Cela dit, il n'est aucunement question d'exil pour Denis Villeneuve. Sa famille est ici, son milieu aussi. Et il estime même «inspirante» la ville de Montréal.

«Je ferai évidemment d'autres films chez nous, dit-il. Comme le processus d'écriture est long, il faut toutefois mettre au moins un an ou deux. J'aime travailler avec des scénaristes professionnels. C'est un peu ce qui nous manque dans le domaine du cinéma au Québec.»
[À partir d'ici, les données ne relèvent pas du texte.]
//! # Hosted Workers
//!
//! Long-running loops that own the subscription lifecycles: the outbox
//! worker (interval drain), one queue consumer per configured queue, and one
//! stream consumer per topic discovered from the handler registry's stream
//! bindings.
//!
//! All workers share one `watch` shutdown channel. On shutdown the consume
//! loops exit at their next iteration; in-flight deliveries finish their
//! transaction or roll back, and nothing is acknowledged on the way down, so
//! pending deliveries simply redeliver.

use std::sync::Arc;
use std::time::Duration;

use tokio::sync::watch;
use tokio::task::JoinHandle;
use tokio::time::MissedTickBehavior;
use tracing::{error, info};

use message_contracts::{HandlerRegistry, MessageDispatch, StreamBrokerConfig};
use outbox_publisher::OutboxPublisher;
use queue_broker::QueueBroker;
use stream_broker::{StreamBrokerResult, StreamPublisher, StreamSubscription};

/// Owns the worker tasks and their shared shutdown signal.
pub struct WorkerSet {
    shutdown_tx: watch::Sender<()>,
    shutdown_rx: watch::Receiver<()>,
    handles: Vec<JoinHandle<()>>,
}

impl WorkerSet {
    pub fn new() -> Self {
        let (shutdown_tx, shutdown_rx) = watch::channel(());
        Self {
            shutdown_tx,
            shutdown_rx,
            handles: Vec::new(),
        }
    }

    pub fn worker_count(&self) -> usize {
        self.handles.len()
    }

    /// Drain the outbox on a fixed interval until shutdown.
    pub fn spawn_outbox_worker(&mut self, publisher: Arc<OutboxPublisher>, interval: Duration) {
        let mut shutdown = self.shutdown_rx.clone();
        self.handles.push(tokio::spawn(async move {
            let mut ticker = tokio::time::interval(interval);
            ticker.set_missed_tick_behavior(MissedTickBehavior::Delay);
            info!(interval_secs = interval.as_secs(), "outbox worker starting");

            loop {
                tokio::select! {
                    _ = shutdown.changed() => {
                        info!("outbox worker stopping");
                        break;
                    }
                    _ = ticker.tick() => {
                        // Pass errors already rolled back and were logged;
                        // the next tick retries.
                        let _ = publisher.drain_once().await;
                    }
                }
            }
        }));
    }

    /// One subscription on a queue of `Event` envelopes.
    pub fn spawn_queue_event_worker(
        &mut self,
        broker: Arc<QueueBroker>,
        queue: String,
        dispatch: Arc<dyn MessageDispatch>,
    ) {
        let shutdown = self.shutdown_rx.clone();
        self.handles.push(tokio::spawn(async move {
            if let Err(e) = broker.subscribe_event(&queue, dispatch, shutdown).await {
                error!(queue = %queue, error = %e, "queue event worker exited with error");
            }
        }));
    }

    /// One subscription on a queue of typed messages.
    pub fn spawn_queue_message_worker(
        &mut self,
        broker: Arc<QueueBroker>,
        queue: String,
        type_name: String,
        dispatch: Arc<dyn MessageDispatch>,
    ) {
        let shutdown = self.shutdown_rx.clone();
        self.handles.push(tokio::spawn(async move {
            if let Err(e) = broker
                .subscribe_message(&queue, &type_name, dispatch, shutdown)
                .await
            {
                error!(queue = %queue, error = %e, "queue message worker exited with error");
            }
        }));
    }

    /// One stream subscription per topic the registry's stream bindings
    /// declare.
    pub fn spawn_stream_workers(
        &mut self,
        config: &StreamBrokerConfig,
        service: &str,
        registry: &HandlerRegistry,
        publisher: Arc<StreamPublisher>,
        dispatch: Arc<dyn MessageDispatch>,
    ) -> StreamBrokerResult<()> {
        for topic in registry.stream_topics() {
            let subscription = StreamSubscription::new(
                config,
                service,
                &topic,
                publisher.clone(),
                dispatch.clone(),
            )?;
            let shutdown = self.shutdown_rx.clone();
            self.handles.push(tokio::spawn(async move {
                subscription.run(shutdown).await;
            }));
        }
        Ok(())
    }

    /// Signal shutdown and wait for every worker to finish.
    pub async fn shutdown(self) {
        info!(workers = self.handles.len(), "stopping hosted workers");
        let _ = self.shutdown_tx.send(());
        for handle in self.handles {
            let _ = handle.await;
        }
    }
}

impl Default for WorkerSet {
    fn default() -> Self {
        Self::new()
    }
}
Enemy, l autre film que Denis Villeneuve a présenté au TIFF en 2013, prendra l'affiche en salle au mois de mars.

Hollywood, P.Q.

Outre Denis Villeneuve, trois personnalités québécoises ont aussi su se faire remarquer à Hollywood cette année.

Jean-Marc Vallée

Réalisé de façon complètement indépendante avec un budget minuscule de 4,9 millions de dollars, Dallas Buyers Club a imposé Jean-Marc Vallée dans le club des cinéastes avec lesquels il faut désormais compter en Amérique. Le réalisateur de C.R.A.Z.Y. garde toutefois les pieds sur terre. «Je ne m'attends jamais à rien, fait-il remarquer. J'aime les films que je fais. Après, ça ne m'appartient plus.» Trois nouveaux longs métrages sont déjà en chantier. D'abord, le cinéaste vient de terminer en Oregon le tournage du film Wild, dont la tête d'affiche est Reese Witherspoon. Il enchaînera ensuite avec Demolition, une autre production américaine, pour ensuite aller en France réaliser un film dont il signera le scénario avec l'écrivain Tonino Benacquista. «Je compte tourner mon prochain film québécois en 2016», annonce-t-il.

Sophie Nélisse

The Book Thief n'a peut-être pas obtenu l'accueil espéré, mais Sophie Nélisse, révélée grâce à Monsieur Lazhar, a quand même su se démarquer, au point où Hollywood lui déroule désormais le tapis rouge. Honorée aux Hollywood Film Awards, la jeune comédienne québécoise affiche, du haut de ses 13 ans, un aplomb qui ne se dément pas, même quand les projecteurs sont braqués sur elle. Le milieu du cinéma américain a d'ailleurs été conquis grâce à une projection organisée par l'Académie, suivie par un échange au cours duquel la jeune fille était accompagnée de la covedette du film Geoffrey Rush. Le Hollywood Reporter a même consacré un article important à l'actrice, candidate potentielle aux Oscars, selon le journaliste Scott Feinberg.

Kim Nguyen

Kim Nguyen n'aurait jamais pu imaginer que son film sur une enfant soldate africaine, entièrement tourné au Congo, le mènerait un jour au cénacle du cinéma hollywoodien. Rebelle fut pourtant l'un des cinq longs métrages retenus aux Oscars dans la catégorie du meilleur film en langue étrangère. «Une sélection dans un festival important comme celui de Berlin revêt autant d'importance à mes yeux, mais cela ne rayonne guère au-delà des gens du milieu, a déclaré le cinéaste à la veille de la cérémonie. Là, je m'aperçois à quel point les Oscars - et le mythe hollywoodien - occupent une place importante dans l'imagination des gens.» Sous l'égide de la société Item 7, qui a produit Rebelle, Kim Nguyen tournera cette année Origin of the World, son premier film anglophone.